Your assignment:
Search the data for "path" and copy every matching line.

Records for the exercise:
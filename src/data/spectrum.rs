use std::path::Path;

use super::model::Polarization;
use crate::error::{Result, RidsError};

/// A capture file as read from disk: one frequency/value pair per sample.
#[derive(Debug, Clone, Default, PartialEq)]
pub struct RawSpectrum {
    pub freq: Vec<f64>,
    pub val: Vec<f64>,
}

/// Reads one raw capture file produced by the spectrum monitor.
pub trait SpectrumReader {
    fn read_spectrum(&self, path: &Path, polarization: Polarization) -> Result<RawSpectrum>;
}

/// Two-column text captures.
///
/// Each data line holds `freq val`, separated by whitespace or a comma.
/// Blank lines and lines starting with `#` are skipped.
#[derive(Debug, Clone, Copy, Default)]
pub struct TextSpectrumReader;

impl SpectrumReader for TextSpectrumReader {
    fn read_spectrum(&self, path: &Path, polarization: Polarization) -> Result<RawSpectrum> {
        let text = std::fs::read_to_string(path).map_err(|e| RidsError::filesystem(path, e))?;
        let spectrum = parse_columns(&text).map_err(|reason| RidsError::Spectrum {
            path: path.to_path_buf(),
            reason,
        })?;
        log::debug!(
            "Read {} samples ({polarization}) from {}",
            spectrum.freq.len(),
            path.display()
        );
        Ok(spectrum)
    }
}

fn parse_columns(text: &str) -> std::result::Result<RawSpectrum, String> {
    let mut spectrum = RawSpectrum::default();

    for (line_no, line) in text.lines().enumerate() {
        let line = line.trim();
        if line.is_empty() || line.starts_with('#') {
            continue;
        }
        let mut fields = line
            .split(|c: char| c == ',' || c.is_whitespace())
            .filter(|f| !f.is_empty());

        let (Some(freq), Some(val)) = (fields.next(), fields.next()) else {
            return Err(format!("line {}: expected two columns", line_no + 1));
        };
        // JSON has no encoding for inf or NaN.
        let parse = |tok: &str| match tok.parse::<f64>() {
            Ok(v) if v.is_finite() => Ok(v),
            Ok(_) => Err(format!("line {}: '{tok}' is not a finite number", line_no + 1)),
            Err(_) => Err(format!("line {}: '{tok}' is not a number", line_no + 1)),
        };
        spectrum.freq.push(parse(freq)?);
        spectrum.val.push(parse(val)?);
    }

    Ok(spectrum)
}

Exercise solution:
use std::path::Path;
    fn read_spectrum(&self, path: &Path, polarization: Polarization) -> Result<RawSpectrum>;
    fn read_spectrum(&self, path: &Path, polarization: Polarization) -> Result<RawSpectrum> {
        let text = std::fs::read_to_string(path).map_err(|e| RidsError::filesystem(path, e))?;
            path: path.to_path_buf(),
            path.display()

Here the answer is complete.